Write out, from the entries below, exactly the lines that run between the lines holding "filename crates/infra/src/tools/exec.rs" and "and was killed.", inclusive, and stop there.
** DATA EXCERPTS follows **
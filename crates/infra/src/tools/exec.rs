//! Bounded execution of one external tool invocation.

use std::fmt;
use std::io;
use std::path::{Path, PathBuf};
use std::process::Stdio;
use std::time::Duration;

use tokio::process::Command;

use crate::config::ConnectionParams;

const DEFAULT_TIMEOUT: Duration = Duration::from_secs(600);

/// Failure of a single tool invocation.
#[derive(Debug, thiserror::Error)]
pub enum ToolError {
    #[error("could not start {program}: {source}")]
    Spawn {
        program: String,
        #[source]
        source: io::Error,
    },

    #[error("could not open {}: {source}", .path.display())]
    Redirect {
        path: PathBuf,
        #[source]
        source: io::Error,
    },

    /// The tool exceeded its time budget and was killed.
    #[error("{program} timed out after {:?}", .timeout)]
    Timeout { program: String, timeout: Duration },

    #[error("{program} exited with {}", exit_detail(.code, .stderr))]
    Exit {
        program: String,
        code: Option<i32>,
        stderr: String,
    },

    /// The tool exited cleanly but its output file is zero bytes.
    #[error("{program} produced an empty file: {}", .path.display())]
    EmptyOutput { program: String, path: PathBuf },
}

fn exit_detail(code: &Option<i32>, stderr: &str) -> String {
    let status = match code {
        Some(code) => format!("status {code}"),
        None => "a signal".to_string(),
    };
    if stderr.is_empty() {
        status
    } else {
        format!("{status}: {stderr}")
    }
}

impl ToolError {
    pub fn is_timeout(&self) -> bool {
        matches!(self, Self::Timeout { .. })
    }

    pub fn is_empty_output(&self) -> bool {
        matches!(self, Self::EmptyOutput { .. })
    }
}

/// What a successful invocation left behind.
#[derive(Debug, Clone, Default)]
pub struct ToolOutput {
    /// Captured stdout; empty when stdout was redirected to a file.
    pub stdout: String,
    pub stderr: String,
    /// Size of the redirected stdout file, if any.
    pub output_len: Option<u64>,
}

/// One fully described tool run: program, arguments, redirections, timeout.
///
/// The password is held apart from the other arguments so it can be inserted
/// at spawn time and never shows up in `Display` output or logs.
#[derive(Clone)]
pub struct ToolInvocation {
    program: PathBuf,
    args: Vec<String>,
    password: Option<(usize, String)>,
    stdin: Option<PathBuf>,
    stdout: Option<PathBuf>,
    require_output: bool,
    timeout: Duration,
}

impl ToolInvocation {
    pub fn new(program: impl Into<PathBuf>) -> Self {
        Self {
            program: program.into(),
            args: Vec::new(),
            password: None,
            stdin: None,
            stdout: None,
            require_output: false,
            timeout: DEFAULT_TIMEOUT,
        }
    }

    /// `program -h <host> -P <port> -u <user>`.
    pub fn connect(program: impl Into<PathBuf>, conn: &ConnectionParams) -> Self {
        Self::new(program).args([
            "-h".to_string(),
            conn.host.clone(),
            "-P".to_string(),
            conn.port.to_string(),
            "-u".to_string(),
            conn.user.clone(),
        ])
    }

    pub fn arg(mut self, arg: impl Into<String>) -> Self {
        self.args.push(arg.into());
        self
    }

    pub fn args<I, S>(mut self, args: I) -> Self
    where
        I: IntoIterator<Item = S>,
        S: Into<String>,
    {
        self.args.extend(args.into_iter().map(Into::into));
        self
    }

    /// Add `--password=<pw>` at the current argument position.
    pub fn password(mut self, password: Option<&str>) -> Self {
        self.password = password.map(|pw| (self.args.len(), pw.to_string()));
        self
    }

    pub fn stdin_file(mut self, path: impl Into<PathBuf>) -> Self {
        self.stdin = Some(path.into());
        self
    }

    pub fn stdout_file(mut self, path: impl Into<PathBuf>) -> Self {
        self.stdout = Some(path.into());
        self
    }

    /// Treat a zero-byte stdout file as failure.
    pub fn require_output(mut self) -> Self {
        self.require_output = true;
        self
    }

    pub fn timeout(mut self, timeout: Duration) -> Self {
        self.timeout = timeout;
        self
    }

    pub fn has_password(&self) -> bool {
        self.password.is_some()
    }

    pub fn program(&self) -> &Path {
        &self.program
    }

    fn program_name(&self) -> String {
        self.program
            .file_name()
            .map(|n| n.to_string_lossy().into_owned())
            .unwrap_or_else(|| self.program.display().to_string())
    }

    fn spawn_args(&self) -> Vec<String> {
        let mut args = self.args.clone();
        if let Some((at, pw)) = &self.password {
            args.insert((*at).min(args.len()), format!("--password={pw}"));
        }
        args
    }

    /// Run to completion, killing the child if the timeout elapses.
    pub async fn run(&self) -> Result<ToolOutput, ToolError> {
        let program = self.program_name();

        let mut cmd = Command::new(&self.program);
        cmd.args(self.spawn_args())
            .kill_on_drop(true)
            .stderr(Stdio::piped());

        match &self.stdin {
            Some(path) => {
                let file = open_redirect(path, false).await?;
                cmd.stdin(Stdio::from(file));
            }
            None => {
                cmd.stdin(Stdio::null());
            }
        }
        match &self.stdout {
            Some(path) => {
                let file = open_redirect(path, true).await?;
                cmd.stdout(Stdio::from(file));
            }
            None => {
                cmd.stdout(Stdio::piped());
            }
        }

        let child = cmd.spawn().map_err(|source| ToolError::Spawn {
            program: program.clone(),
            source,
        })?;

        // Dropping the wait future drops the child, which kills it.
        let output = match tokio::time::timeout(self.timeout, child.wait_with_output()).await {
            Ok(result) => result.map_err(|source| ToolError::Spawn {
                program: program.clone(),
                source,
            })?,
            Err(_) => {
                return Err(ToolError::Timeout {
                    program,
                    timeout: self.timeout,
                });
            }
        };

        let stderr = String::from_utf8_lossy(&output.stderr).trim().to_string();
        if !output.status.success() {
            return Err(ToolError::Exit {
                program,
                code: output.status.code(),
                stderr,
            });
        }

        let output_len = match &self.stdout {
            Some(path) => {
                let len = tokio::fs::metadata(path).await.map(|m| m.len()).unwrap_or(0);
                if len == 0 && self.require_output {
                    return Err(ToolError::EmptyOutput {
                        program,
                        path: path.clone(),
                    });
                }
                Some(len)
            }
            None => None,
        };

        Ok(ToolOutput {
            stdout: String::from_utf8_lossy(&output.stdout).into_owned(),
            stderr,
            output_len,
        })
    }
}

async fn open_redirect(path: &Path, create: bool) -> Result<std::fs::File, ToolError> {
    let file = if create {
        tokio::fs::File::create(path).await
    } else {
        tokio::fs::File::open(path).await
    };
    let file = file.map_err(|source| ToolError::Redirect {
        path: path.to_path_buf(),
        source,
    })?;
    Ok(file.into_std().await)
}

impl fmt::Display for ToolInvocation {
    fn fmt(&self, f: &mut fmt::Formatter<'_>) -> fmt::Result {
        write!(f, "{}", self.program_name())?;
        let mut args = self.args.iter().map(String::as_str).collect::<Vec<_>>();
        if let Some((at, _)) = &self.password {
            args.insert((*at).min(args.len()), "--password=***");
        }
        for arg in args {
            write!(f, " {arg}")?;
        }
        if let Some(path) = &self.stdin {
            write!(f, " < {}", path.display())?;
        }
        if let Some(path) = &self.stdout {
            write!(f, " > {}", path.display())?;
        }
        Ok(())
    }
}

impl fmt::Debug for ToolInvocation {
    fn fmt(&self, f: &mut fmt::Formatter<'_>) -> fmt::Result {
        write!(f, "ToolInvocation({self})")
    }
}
** End of DATA EXCERPTS **
** DATA EXCERPTS follows **
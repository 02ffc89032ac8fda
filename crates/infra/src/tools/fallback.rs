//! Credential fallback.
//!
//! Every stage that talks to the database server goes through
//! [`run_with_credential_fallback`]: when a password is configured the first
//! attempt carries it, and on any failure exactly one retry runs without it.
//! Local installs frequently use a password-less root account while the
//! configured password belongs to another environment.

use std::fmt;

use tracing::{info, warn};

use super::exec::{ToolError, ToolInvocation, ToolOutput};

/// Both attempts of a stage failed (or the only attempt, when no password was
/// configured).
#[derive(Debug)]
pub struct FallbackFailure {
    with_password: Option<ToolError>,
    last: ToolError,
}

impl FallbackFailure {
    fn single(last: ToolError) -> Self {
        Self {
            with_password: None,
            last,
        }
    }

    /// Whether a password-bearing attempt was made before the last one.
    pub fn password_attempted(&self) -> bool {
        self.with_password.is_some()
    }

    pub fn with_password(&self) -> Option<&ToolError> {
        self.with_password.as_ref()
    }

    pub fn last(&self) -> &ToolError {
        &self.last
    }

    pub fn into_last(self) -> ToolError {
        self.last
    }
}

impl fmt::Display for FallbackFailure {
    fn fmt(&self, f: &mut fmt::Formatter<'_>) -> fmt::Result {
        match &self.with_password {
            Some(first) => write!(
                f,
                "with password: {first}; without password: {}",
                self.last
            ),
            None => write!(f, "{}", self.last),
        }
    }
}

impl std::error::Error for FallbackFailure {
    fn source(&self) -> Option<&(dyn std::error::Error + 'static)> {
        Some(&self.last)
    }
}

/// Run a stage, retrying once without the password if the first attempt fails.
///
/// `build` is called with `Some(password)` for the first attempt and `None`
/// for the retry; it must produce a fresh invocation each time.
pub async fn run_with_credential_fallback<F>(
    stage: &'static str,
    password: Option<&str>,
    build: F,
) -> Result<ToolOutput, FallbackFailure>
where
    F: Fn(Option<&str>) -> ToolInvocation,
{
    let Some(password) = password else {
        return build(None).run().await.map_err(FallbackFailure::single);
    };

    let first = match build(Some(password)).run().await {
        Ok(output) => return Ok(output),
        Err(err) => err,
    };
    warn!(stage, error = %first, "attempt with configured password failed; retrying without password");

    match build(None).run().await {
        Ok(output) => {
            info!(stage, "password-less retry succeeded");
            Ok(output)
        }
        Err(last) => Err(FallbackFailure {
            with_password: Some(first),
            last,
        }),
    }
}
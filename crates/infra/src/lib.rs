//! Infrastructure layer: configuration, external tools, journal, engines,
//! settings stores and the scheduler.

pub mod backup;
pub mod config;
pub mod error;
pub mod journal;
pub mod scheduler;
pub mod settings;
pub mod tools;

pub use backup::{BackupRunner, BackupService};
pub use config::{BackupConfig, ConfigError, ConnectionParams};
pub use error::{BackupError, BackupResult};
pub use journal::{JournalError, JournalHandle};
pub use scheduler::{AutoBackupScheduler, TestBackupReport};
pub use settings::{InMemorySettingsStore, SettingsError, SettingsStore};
** End of DATA EXCERPTS **
▶ **SOLUTION FOR THIS EXERCISE**
filename crates/infra/src/tools/exec.rs
//! Bounded execution of one external tool invocation.

use std::fmt;
use std::io;
use std::path::{Path, PathBuf};
use std::process::Stdio;
use std::time::Duration;

use tokio::process::Command;

use crate::config::ConnectionParams;

const DEFAULT_TIMEOUT: Duration = Duration::from_secs(600);

/// Failure of a single tool invocation.
#[derive(Debug, thiserror::Error)]
pub enum ToolError {
    #[error("could not start {program}: {source}")]
    Spawn {
        program: String,
        #[source]
        source: io::Error,
    },

    #[error("could not open {}: {source}", .path.display())]
    Redirect {
        path: PathBuf,
        #[source]
        source: io::Error,
    },

    /// The tool exceeded its time budget and was killed.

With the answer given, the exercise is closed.